The notion of misfolded alpha-synuclein (alpha-syn) aggregates moving from neuron-to-neuron is a mechanism that is gaining widespread acceptance as a central mechanism in the development of Parkinson's disease. Therapies designed to stop this spreading point towards a novel therapeutic route for preventing the development of Parkinson's disease.
With the development of a small molecule that impedes the spreading of alpha-syn aggregates, we propose to identify the target(s) of this compound, with the goal of understanding how it blocks alpha-syn spreading. These targets can then be exploited in future medicinal chemistry efforts to develop additional lead compounds.

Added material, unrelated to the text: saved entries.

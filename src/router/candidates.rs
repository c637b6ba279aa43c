use std::collections::BTreeSet;

use serde::{Deserialize, Serialize};

/// One hop of a candidate route: the pool and the denom it swaps into.
#[derive(Debug, Clone, PartialEq, Eq, Serialize, Deserialize)]
pub struct CandidatePool {
    pub id: u64,
    pub token_out_denom: String,
}

/// Unhydrated, cacheable chain of pool ids with per-hop output denoms.
#[derive(Debug, Clone, Default, PartialEq, Eq, Serialize, Deserialize)]
pub struct CandidateRoute {
    pub pools: Vec<CandidatePool>,
}

impl CandidateRoute {
    pub fn token_out_denom(&self) -> Option<&str> {
        self.pools.last().map(|pool| pool.token_out_denom.as_str())
    }

    pub fn pool_ids(&self) -> impl Iterator<Item = u64> + '_ {
        self.pools.iter().map(|pool| pool.id)
    }
}

/// Validated candidate routes for one token pair, plus the set of pool ids
/// they touch (used to hydrate tick models lazily).
#[derive(Debug, Clone, Default, PartialEq, Eq, Serialize, Deserialize)]
pub struct CandidateRoutes {
    pub routes: Vec<CandidateRoute>,
    pub unique_pool_ids: BTreeSet<u64>,
}

impl CandidateRoutes {
    pub fn is_empty(&self) -> bool {
        self.routes.is_empty()
    }

    pub fn len(&self) -> usize {
        self.routes.len()
    }
}

/// Search-time hop: the candidate plus its pool's denoms, carried so the
/// validator can check membership without re-fetching pools.
#[derive(Debug, Clone, PartialEq, Eq)]
pub struct CandidatePoolWrapper {
    pub candidate: CandidatePool,
    pub denoms: Vec<String>,
}

impl CandidatePoolWrapper {
    pub fn new(id: u64, token_out_denom: impl Into<String>, denoms: Vec<String>) -> Self {
        Self {
            candidate: CandidatePool {
                id,
                token_out_denom: token_out_denom.into(),
            },
            denoms,
        }
    }
}
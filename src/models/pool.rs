use std::collections::BTreeMap;
use std::fmt;

use rust_decimal::Decimal;
use serde::{Deserialize, Serialize};

/// Pool variant tag. Every variant implements the shared routing capability
/// independently; `SerializedResult` is the transport-only view produced
/// during quote assembly and carries no compute capability.
#[derive(Debug, Clone, Copy, PartialEq, Eq, Hash, Serialize, Deserialize)]
#[serde(rename_all = "snake_case")]
pub enum PoolKind {
    ConstantFunction,
    ConcentratedLiquidity,
    NoSlipTransmuter,
    SerializedResult,
}

impl PoolKind {
    pub fn as_str(&self) -> &'static str {
        match self {
            PoolKind::ConstantFunction => "constant_function",
            PoolKind::ConcentratedLiquidity => "concentrated_liquidity",
            PoolKind::NoSlipTransmuter => "no_slip_transmuter",
            PoolKind::SerializedResult => "serialized_result",
        }
    }
}

impl fmt::Display for PoolKind {
    fn fmt(&self, f: &mut fmt::Formatter<'_>) -> fmt::Result {
        f.write_str(self.as_str())
    }
}

/// Read-only pool record materialized once per block by the ingestion
/// collaborator. The routing core never mutates it; a quote computation
/// shares one snapshot across all of its routes.
///
/// `liquidity_cap_error` is advisory: estimation failures upstream are
/// non-fatal and only demote the pool in the preference sort.
#[derive(Debug, Clone, PartialEq, Eq, Serialize, Deserialize)]
pub struct PoolSnapshot {
    pub id: u64,
    pub kind: PoolKind,
    pub denoms: Vec<String>,
    pub balances: BTreeMap<String, u128>,
    pub liquidity_cap: u128,
    #[serde(default)]
    pub liquidity_cap_error: String,
    pub spread_factor: Decimal,
    /// Current tick of a concentrated pool; unused for other kinds.
    #[serde(default)]
    pub current_tick: i64,
    /// Current sqrt price of a concentrated pool; unused for other kinds.
    #[serde(default)]
    pub current_sqrt_price: Decimal,
}

impl PoolSnapshot {
    pub fn new(id: u64, kind: PoolKind, denoms: Vec<String>) -> Self {
        Self {
            id,
            kind,
            denoms,
            balances: BTreeMap::new(),
            liquidity_cap: 0,
            liquidity_cap_error: String::new(),
            spread_factor: Decimal::ZERO,
            current_tick: 0,
            current_sqrt_price: Decimal::ZERO,
        }
    }

    pub fn has_denom(&self, denom: &str) -> bool {
        self.denoms.iter().any(|d| d == denom)
    }

    pub fn has_liquidity_cap_error(&self) -> bool {
        !self.liquidity_cap_error.is_empty()
    }

    pub fn balance_of(&self, denom: &str) -> u128 {
        self.balances.get(denom).copied().unwrap_or(0)
    }

    // Copy-constructor builders. Each returns a new value, leaving the
    // receiver untouched for reuse across fixtures.

    pub fn with_id(mut self, id: u64) -> Self {
        self.id = id;
        self
    }

    pub fn with_denoms(mut self, denoms: Vec<String>) -> Self {
        self.denoms = denoms;
        self
    }

    pub fn with_balances(mut self, balances: BTreeMap<String, u128>) -> Self {
        self.balances = balances;
        self
    }

    pub fn with_balance(mut self, denom: impl Into<String>, amount: u128) -> Self {
        self.balances.insert(denom.into(), amount);
        self
    }

    pub fn with_liquidity_cap(mut self, liquidity_cap: u128) -> Self {
        self.liquidity_cap = liquidity_cap;
        self
    }

    pub fn with_liquidity_cap_error(mut self, error: impl Into<String>) -> Self {
        self.liquidity_cap_error = error.into();
        self
    }

    pub fn with_spread_factor(mut self, spread_factor: Decimal) -> Self {
        self.spread_factor = spread_factor;
        self
    }

    pub fn with_current_tick(mut self, current_tick: i64) -> Self {
        self.current_tick = current_tick;
        self
    }

    pub fn with_current_sqrt_price(mut self, current_sqrt_price: Decimal) -> Self {
        self.current_sqrt_price = current_sqrt_price;
        self
    }
}
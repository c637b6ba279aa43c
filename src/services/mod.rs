pub mod provider;
pub mod refresh;
pub mod router_service;

pub use provider::{InMemoryPoolStore, PoolProvider};
pub use refresh::{refresh_candidate_routes, RefreshSummary};
pub use router_service::RouterService;
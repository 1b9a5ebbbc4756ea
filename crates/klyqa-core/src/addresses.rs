//! The *current addresses* set (§3 Connection, §5): enforces exactly one
//! live connection per remote IP.

use std::collections::HashSet;
use std::net::IpAddr;

use tokio::sync::Mutex;

#[derive(Default)]
pub struct CurrentAddresses {
    inner: Mutex<HashSet<IpAddr>>,
}

impl CurrentAddresses {
    pub fn new() -> Self {
        Self::default()
    }

    /// Returns `true` if `ip` was not already present (i.e. this accept
    /// may proceed); `false` means a live connection for `ip` exists and
    /// the new one must be closed immediately (§4.6 tie-break).
    pub async fn try_insert(&self, ip: IpAddr) -> bool {
        self.inner.lock().await.insert(ip)
    }

    pub async fn remove(&self, ip: &IpAddr) {
        self.inner.lock().await.remove(ip);
    }

    pub async fn len(&self) -> usize {
        self.inner.lock().await.len()
    }
}

#[cfg(test)]
mod tests {
    use super::*;

    #[tokio::test]
    async fn second_insert_of_same_ip_is_rejected_until_removed() {
        let set = CurrentAddresses::new();
        let ip: IpAddr = "127.0.0.1".parse().unwrap();
        assert!(set.try_insert(ip).await);
        assert!(!set.try_insert(ip).await);
        set.remove(&ip).await;
        assert!(set.try_insert(ip).await);
    }
}
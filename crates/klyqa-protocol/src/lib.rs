//! Wire-level types for the local device protocol: frame codec, AES
//! session, and the JSON command model.
//!
//! This crate has no knowledge of sockets, device registries, or message
//! queues: it only knows how to turn bytes into frames, frames into
//! plaintext, and commands into JSON.

pub mod aes_session;
pub mod commands;
pub mod device_config;
pub mod error;
pub mod frame;

pub use aes_session::AesSession;
pub use device_config::DeviceConfig;
pub use error::ProtocolError;
pub use frame::{Frame, FrameParser, FrameType};
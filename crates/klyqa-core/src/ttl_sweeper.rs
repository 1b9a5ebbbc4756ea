//! TTL sweeper (C8, §4.8): background task that culls overdue messages.

use std::sync::Arc;
use std::time::Duration;

use tokio::sync::watch;
use tokio::time::interval;
use tracing::debug;

use crate::queue::MessageQueue;

const SWEEP_INTERVAL: Duration = Duration::from_millis(50);

/// Run the sweeper until `shutdown` reports `true`.
pub async fn run(queue: Arc<MessageQueue>, mut shutdown: watch::Receiver<bool>) {
    let mut ticker = interval(SWEEP_INTERVAL);
    loop {
        tokio::select! {
            biased;
            _ = shutdown.changed() => {
                if *shutdown.borrow() { break; }
            }
            _ = ticker.tick() => {
                let expired = queue.sweep_expired().await;
                if expired > 0 {
                    debug!(expired, "ttl sweep removed overdue messages");
                }
            }
        }
    }
}

#[cfg(test)]
mod tests {
    use super::*;
    use crate::message::{Message, QueuedCommand};
    use klyqa_protocol::commands::Command;
    use tokio::sync::oneshot;

    #[tokio::test(start_paused = true)]
    async fn sweeper_expires_a_message_with_no_device_present() {
        let queue = Arc::new(MessageQueue::new());
        let (tx, rx) = oneshot::channel();
        let message = Message::new(
            1,
            "deadbeefdeadbeefdead".into(),
            vec![QueuedCommand::new(Command::Ping)],
            Duration::from_millis(10),
            tx,
        );
        queue.enqueue(message).await;

        let (_shutdown_tx, shutdown_rx) = watch::channel(false);
        let sweeper = tokio::spawn(run(queue.clone(), shutdown_rx));

        tokio::time::advance(Duration::from_millis(200)).await;
        tokio::task::yield_now().await;

        let result = tokio::time::timeout(Duration::from_secs(1), rx).await.unwrap().unwrap();
        assert!(result.answer_json.is_none());
        assert!(!queue.has_work().await);
        sweeper.abort();
    }
}
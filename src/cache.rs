//! On-disk caches for the AES key table and device-config catalog.
//!
//! The core only ever consumes in-memory maps (`ControllerData::load_caches`);
//! reading and writing the two JSON files that back those maps between runs
//! is this helper's job, kept outside `klyqa-core` so the core never touches
//! a filesystem path directly.

use std::collections::HashMap;
use std::path::Path;

use klyqa_protocol::aes_session::AesKey;
use klyqa_protocol::DeviceConfig;
use thiserror::Error;
use tracing::{info, warn};

const AES_KEYS_FILE: &str = "aes.json";
const DEVICE_CONFIGS_FILE: &str = "device.configs.json";

#[derive(Debug, Error)]
pub enum CacheError {
    #[error("reading '{0}': {1}")]
    Io(String, std::io::Error),
    #[error("parsing '{0}': {1}")]
    Parse(String, serde_json::Error),
}

/// Load `aes.json` (unit-id -> 16-byte hex key) and `device.configs.json`
/// (product-id -> device-config) from `data_dir`. Either file missing is
/// not an error: the caches simply start empty and are filled in as
/// identities and commissioning data arrive.
pub fn load(data_dir: &Path) -> Result<(HashMap<String, AesKey>, HashMap<String, DeviceConfig>), CacheError> {
    let aes_keys = load_aes_keys(&data_dir.join(AES_KEYS_FILE))?;
    let device_configs = load_device_configs(&data_dir.join(DEVICE_CONFIGS_FILE))?;
    info!(keys = aes_keys.len(), configs = device_configs.len(), "caches loaded");
    Ok((aes_keys, device_configs))
}

fn load_aes_keys(path: &Path) -> Result<HashMap<String, AesKey>, CacheError> {
    let Some(contents) = read_optional(path)? else {
        return Ok(HashMap::new());
    };
    let raw: HashMap<String, String> =
        serde_json::from_str(&contents).map_err(|e| CacheError::Parse(path.display().to_string(), e))?;
    let mut keys = HashMap::with_capacity(raw.len());
    for (unit_id, hex) in raw {
        match parse_hex_key(&hex) {
            Some(key) => {
                keys.insert(unit_id, key);
            }
            None => warn!(unit_id, "skipping aes.json entry with malformed key"),
        }
    }
    Ok(keys)
}

fn load_device_configs(path: &Path) -> Result<HashMap<String, DeviceConfig>, CacheError> {
    let Some(contents) = read_optional(path)? else {
        return Ok(HashMap::new());
    };
    serde_json::from_str(&contents).map_err(|e| CacheError::Parse(path.display().to_string(), e))
}

fn read_optional(path: &Path) -> Result<Option<String>, CacheError> {
    match std::fs::read_to_string(path) {
        Ok(s) => Ok(Some(s)),
        Err(e) if e.kind() == std::io::ErrorKind::NotFound => Ok(None),
        Err(e) => Err(CacheError::Io(path.display().to_string(), e)),
    }
}

fn parse_hex_key(hex: &str) -> Option<AesKey> {
    if hex.len() != 32 {
        return None;
    }
    let mut key = [0u8; 16];
    for (i, byte) in key.iter_mut().enumerate() {
        *byte = u8::from_str_radix(&hex[i * 2..i * 2 + 2], 16).ok()?;
    }
    Some(key)
}

#[cfg(test)]
mod tests {
    use super::*;

    #[test]
    fn missing_cache_files_yield_empty_maps() {
        let dir = tempfile::tempdir().unwrap();
        let (keys, configs) = load(dir.path()).unwrap();
        assert!(keys.is_empty());
        assert!(configs.is_empty());
    }

    #[test]
    fn aes_keys_parsed_from_hex_and_malformed_entries_skipped() {
        let dir = tempfile::tempdir().unwrap();
        std::fs::write(
            dir.path().join(AES_KEYS_FILE),
            r#"{"00ac629de9ad2f4409dc": "0123456789abcdef0123456789abcdef", "bad": "nothex"}"#,
        )
        .unwrap();
        let (keys, _) = load(dir.path()).unwrap();
        assert_eq!(keys.len(), 1);
        assert!(keys.contains_key("00ac629de9ad2f4409dc"));
    }

    #[test]
    fn device_configs_parsed_keyed_by_product_id() {
        let dir = tempfile::tempdir().unwrap();
        std::fs::write(
            dir.path().join(DEVICE_CONFIGS_FILE),
            r#"{"@klyqa.lighting.rgb-cw-ww.e27": {"product_id": "@klyqa.lighting.rgb-cw-ww.e27", "supports_rgb": true}}"#,
        )
        .unwrap();
        let (_, configs) = load(dir.path()).unwrap();
        let cfg = configs.get("@klyqa.lighting.rgb-cw-ww.e27").unwrap();
        assert!(cfg.supports_rgb);
    }
}
//! In-process virtual device harness for exercising the local protocol
//! engine over real loopback sockets, grounded on the same "connect, drive
//! a scripted handshake, assert on what comes back" shape as a mock
//! protocol peer.

use klyqa_protocol::aes_session::{AesKey, AesSession, Iv};
use klyqa_protocol::frame::{self, FrameParser, FrameType};
use rand::RngCore;
use serde_json::json;
use std::net::SocketAddr;
use tokio::io::{AsyncReadExt, AsyncWriteExt};
use tokio::net::TcpStream;

/// Identity fields a virtual device announces in its first frame.
#[derive(Debug, Clone)]
pub struct VirtualDeviceIdentity {
    pub unit_id: String,
    pub product_id: String,
    pub fw_version: String,
    pub fw_build: String,
    pub hw_version: String,
    pub manufacturer_id: String,
}

impl VirtualDeviceIdentity {
    pub fn light(unit_id: &str) -> Self {
        Self {
            unit_id: unit_id.to_owned(),
            product_id: "@klyqa.lighting.rgb-cw-ww.e27".to_owned(),
            fw_version: "1.0.0".to_owned(),
            fw_build: "1".to_owned(),
            hw_version: "1".to_owned(),
            manufacturer_id: "QCX".to_owned(),
        }
    }

    pub fn vacuum(unit_id: &str) -> Self {
        Self {
            unit_id: unit_id.to_owned(),
            product_id: "@klyqa.cleaning.vc1".to_owned(),
            fw_version: "1.0.0".to_owned(),
            fw_build: "1".to_owned(),
            hw_version: "1".to_owned(),
            manufacturer_id: "QCX".to_owned(),
        }
    }

    fn to_json(&self) -> serde_json::Value {
        json!({
            "type": "ident",
            "ident": {
                "fw_version": self.fw_version,
                "fw_build": self.fw_build,
                "hw_version": self.hw_version,
                "manufacturer_id": self.manufacturer_id,
                "product_id": self.product_id,
                "unit_id": self.unit_id,
            }
        })
    }
}

/// A TCP client that plays the device side of the wire protocol: connects,
/// sends an identity frame, completes the IV handshake, and can then
/// exchange encrypted type-2 frames.
pub struct VirtualDevice {
    stream: TcpStream,
    parser: FrameParser,
    local_iv: Iv,
    session: Option<AesSession>,
}

impl VirtualDevice {
    /// Open a TCP connection to the host and send the identity frame.
    pub async fn connect(addr: SocketAddr, identity: &VirtualDeviceIdentity) -> std::io::Result<Self> {
        let mut stream = TcpStream::connect(addr).await?;
        let payload = identity.to_json().to_string();
        stream
            .write_all(&frame::emit(payload.as_bytes(), FrameType::Identity))
            .await?;
        let mut local_iv = [0u8; 8];
        rand::thread_rng().fill_bytes(&mut local_iv);
        Ok(Self {
            stream,
            parser: FrameParser::new(),
            local_iv,
            session: None,
        })
    }

    async fn read_one_frame(&mut self) -> std::io::Result<frame::Frame> {
        loop {
            if let Some(f) = self.parser.next_frame().map_err(to_io_err)? {
                return Ok(f);
            }
            let mut buf = [0u8; 4096];
            let n = self.stream.read(&mut buf).await?;
            if n == 0 {
                return Err(std::io::Error::new(std::io::ErrorKind::UnexpectedEof, "eof"));
            }
            self.parser.feed(&buf[..n]);
        }
    }

    /// Receive the host's IV frame, reply with this device's own IV, and
    /// derive the AES session from `key`.
    pub async fn complete_handshake(&mut self, key: &AesKey) -> std::io::Result<()> {
        let frame = self.read_one_frame().await?;
        if frame.frame_type != FrameType::InitialVector || frame.payload.len() != 8 {
            return Err(std::io::Error::new(std::io::ErrorKind::InvalidData, "expected host IV"));
        }
        let mut remote_iv = [0u8; 8];
        remote_iv.copy_from_slice(&frame.payload);

        self.stream
            .write_all(&frame::emit(&self.local_iv, FrameType::InitialVector))
            .await?;

        self.session = Some(AesSession::new(key, &self.local_iv, &remote_iv));
        Ok(())
    }

    /// Receive and decrypt the next type-2 (Data) frame as JSON.
    pub async fn recv_command(&mut self) -> std::io::Result<serde_json::Value> {
        let frame = self.read_one_frame().await?;
        if frame.frame_type != FrameType::Data {
            return Err(std::io::Error::new(std::io::ErrorKind::InvalidData, "expected data frame"));
        }
        let session = self
            .session
            .as_mut()
            .ok_or_else(|| std::io::Error::new(std::io::ErrorKind::InvalidData, "no session"))?;
        let plain = session.decrypt_receiving(&frame.payload).map_err(to_io_err)?;
        serde_json::from_str(&plain).map_err(|e| std::io::Error::new(std::io::ErrorKind::InvalidData, e))
    }

    /// Encrypt and send `json` as a type-2 (Data) frame.
    pub async fn send_answer(&mut self, json: &serde_json::Value) -> std::io::Result<()> {
        let session = self
            .session
            .as_mut()
            .ok_or_else(|| std::io::Error::new(std::io::ErrorKind::InvalidData, "no session"))?;
        let ciphertext = session.encrypt_sending(&json.to_string());
        self.stream
            .write_all(&frame::emit(&ciphertext, FrameType::Data))
            .await
    }

    /// Close the underlying socket, simulating the device dropping off.
    pub async fn disconnect(mut self) -> std::io::Result<()> {
        self.stream.shutdown().await
    }
}

fn to_io_err<E: std::fmt::Display>(e: E) -> std::io::Error {
    std::io::Error::new(std::io::ErrorKind::InvalidData, e.to_string())
}

#[cfg(test)]
mod tests {
    use super::*;
    use tokio::net::TcpListener;

    #[tokio::test]
    async fn virtual_device_completes_identity_and_handshake_against_a_plain_echo_host() {
        let listener = TcpListener::bind("127.0.0.1:0").await.unwrap();
        let addr = listener.local_addr().unwrap();
        let key: AesKey = *b"0123456789abcdef";

        let host = tokio::spawn(async move {
            let (mut sock, _) = listener.accept().await.unwrap();
            let mut buf = vec![0u8; 4096];
            let n = sock.read(&mut buf).await.unwrap();
            let mut parser = FrameParser::new();
            parser.feed(&buf[..n]);
            let ident = parser.next_frame().unwrap().unwrap();
            assert_eq!(ident.frame_type, FrameType::Identity);

            let mut host_iv = [0u8; 8];
            rand::thread_rng().fill_bytes(&mut host_iv);
            sock.write_all(&frame::emit(&host_iv, FrameType::InitialVector))
                .await
                .unwrap();

            let n = sock.read(&mut buf).await.unwrap();
            parser.feed(&buf[..n]);
            let remote_iv_frame = parser.next_frame().unwrap().unwrap();
            assert_eq!(remote_iv_frame.frame_type, FrameType::InitialVector);
        });

        let identity = VirtualDeviceIdentity::light("29daa5a4439969f57934");
        let mut device = VirtualDevice::connect(addr, &identity).await.unwrap();
        device.complete_handshake(&key).await.unwrap();
        host.await.unwrap();
    }
}
use thiserror::Error;

/// Errors produced while framing, decrypting, or validating wire data.
#[derive(Debug, Error)]
pub enum ProtocolError {
    #[error("frame type {0} is not one of identity/iv/data")]
    UnknownFrameType(u8),
    #[error("no AES key available for this unit")]
    MissingAesKey,
    #[error("AES decrypt failed")]
    Decrypt,
    #[error("plaintext was not valid UTF-8")]
    InvalidUtf8(#[from] std::str::Utf8Error),
    #[error("plaintext was not valid JSON: {0}")]
    InvalidJson(#[from] serde_json::Error),
    #[error("value {value} for {field} is outside allowed range {min}..={max}")]
    OutOfRange {
        field: &'static str,
        value: i64,
        min: i64,
        max: i64,
    },
    #[error("scene {0} is not compatible with this device")]
    IncompatibleScene(u32),
}
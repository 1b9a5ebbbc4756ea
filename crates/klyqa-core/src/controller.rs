//! Controller façade (C9, §4.9): the public entry points callers use.

use std::sync::atomic::{AtomicU64, Ordering};
use std::sync::Arc;
use std::time::Duration;

use klyqa_protocol::commands::Command;
use tokio::sync::{oneshot, watch, Mutex};
use tokio::task::JoinHandle;
use tracing::info;

use crate::addresses::CurrentAddresses;
use crate::connection::ConnectionContext;
use crate::dispatcher::{self, DispatcherConfig};
use crate::message::{Message, MessageResult, MessageState, QueuedCommand, BROADCAST_TARGET};
use crate::queue::MessageQueue;
use crate::registry::ControllerData;
use crate::ttl_sweeper;

struct BackgroundTasks {
    dispatcher: JoinHandle<std::io::Result<()>>,
    sweeper: JoinHandle<()>,
}

/// Public façade over the discovery/dispatch/queue machinery. Owns C7 and
/// C8 for its lifetime and exposes `send_message`/`discover`/`shutdown`.
pub struct Controller {
    controller_data: Arc<ControllerData>,
    queue: Arc<MessageQueue>,
    shutdown_tx: watch::Sender<bool>,
    tasks: Mutex<Option<BackgroundTasks>>,
    counter: AtomicU64,
}

impl Controller {
    /// Start the dispatcher and TTL sweeper and return a ready façade.
    pub fn start(config: DispatcherConfig) -> std::io::Result<Self> {
        let controller_data = Arc::new(ControllerData::new());
        let queue = Arc::new(MessageQueue::new());
        let current_addresses = Arc::new(CurrentAddresses::new());
        let (shutdown_tx, shutdown_rx) = watch::channel(false);

        let ctx = ConnectionContext {
            controller: controller_data.clone(),
            queue: queue.clone(),
            current_addresses,
        };

        let dispatcher_rx = shutdown_rx.clone();
        let dispatcher = tokio::spawn(dispatcher::run(config, ctx, dispatcher_rx));
        let sweeper = tokio::spawn(ttl_sweeper::run(queue.clone(), shutdown_rx));

        Ok(Self {
            controller_data,
            queue,
            shutdown_tx,
            tasks: Mutex::new(Some(BackgroundTasks { dispatcher, sweeper })),
            counter: AtomicU64::new(0),
        })
    }

    pub fn controller_data(&self) -> &Arc<ControllerData> {
        &self.controller_data
    }

    /// Enqueue `commands` for `target_unit_id`, trigger a discovery
    /// broadcast by waking the dispatcher, and await the terminal Message
    /// (answered or TTL-expired).
    pub async fn send_message(&self, commands: Vec<QueuedCommand>, target_unit_id: &str, ttl: Duration) -> MessageResult {
        let counter = self.counter.fetch_add(1, Ordering::Relaxed);
        let (tx, rx) = oneshot::channel();
        let message = Message::new(counter, target_unit_id.to_owned(), commands, ttl, tx);
        self.queue.enqueue(message).await;
        rx.await.unwrap_or(MessageResult {
            counter,
            target: target_unit_id.to_owned(),
            state: MessageState::Unsent,
            answer_json: None,
            answer_utf8: None,
        })
    }

    /// Enqueue a broadcast ping targeting `"all"` with the given TTL
    /// (§4.9). Fire-and-forget: the caller is not meant to block on every
    /// device's individual answer here.
    pub async fn discover(&self, ttl: Duration) {
        let counter = self.counter.fetch_add(1, Ordering::Relaxed);
        let (tx, _rx) = oneshot::channel();
        let message = Message::new(counter, BROADCAST_TARGET.to_owned(), vec![QueuedCommand::new(Command::Ping)], ttl, tx);
        self.queue.enqueue(message).await;
    }

    /// Stop C7 and C8 and await their completion.
    pub async fn shutdown(&self) {
        let _ = self.shutdown_tx.send(true);
        if let Some(tasks) = self.tasks.lock().await.take() {
            match tasks.dispatcher.await {
                Ok(Ok(())) => {}
                Ok(Err(e)) => tracing::warn!(error = %e, "dispatcher exited with an error"),
                Err(e) => tracing::warn!(error = %e, "dispatcher task panicked"),
            }
            if let Err(e) = tasks.sweeper.await {
                tracing::warn!(error = %e, "ttl sweeper task panicked");
            }
            info!("controller shut down");
        }
    }
}
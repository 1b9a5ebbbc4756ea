//! Device registry, message queue, connection state machine, and the
//! discovery/dispatch/TTL-sweep machinery that drive the local protocol
//! engine (§3-§9). Builds on the wire-level types in `klyqa_protocol`.

pub mod addresses;
pub mod connection;
pub mod controller;
pub mod device;
pub mod dispatcher;
pub mod error;
pub mod message;
pub mod queue;
pub mod registry;
pub mod ttl_sweeper;

pub use connection::{handle_connection, ConnectionContext};
pub use controller::Controller;
pub use device::{Device, DeviceKind, DeviceStatus};
pub use dispatcher::DispatcherConfig;
pub use error::ConnectionOutcome;
pub use message::{Message, MessageResult, MessageState, QueuedCommand};
pub use queue::MessageQueue;
pub use registry::ControllerData;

As our small molecule was identified through a phenotypic screen, the cellular target(s) of this compound are unknown. Thus, our goal for this study is to identify these target(s) through a combination of complimentary genetic and proteomic approaches. This will allow us to narrow down the list of putative target genes for testing and validation as drug targets of our small molecule. We are confident that results from these distinct but complementary approaches will help inform each other, thereby guiding the direction of the work and increasing our likelihood of success in identifying the target(s) of our small molecule.
Impact on Diagnosis/Treatment of Parkinson's disease:
This proposal will allow us to rationally identify target(s) of our small molecule that can then be exploited in future medicinal chemistry efforts for the development of additional lead compounds in the treatment of Parkinson's disease.
Next Steps for Development:
Our goal is to move our compound and future analogues into Phase 1 trials. Such a trial, in partnership with CDRD and its industry partners, can be conducted at the MNI through its clinical research unit (CRU), which has ample experience in conducting such trials.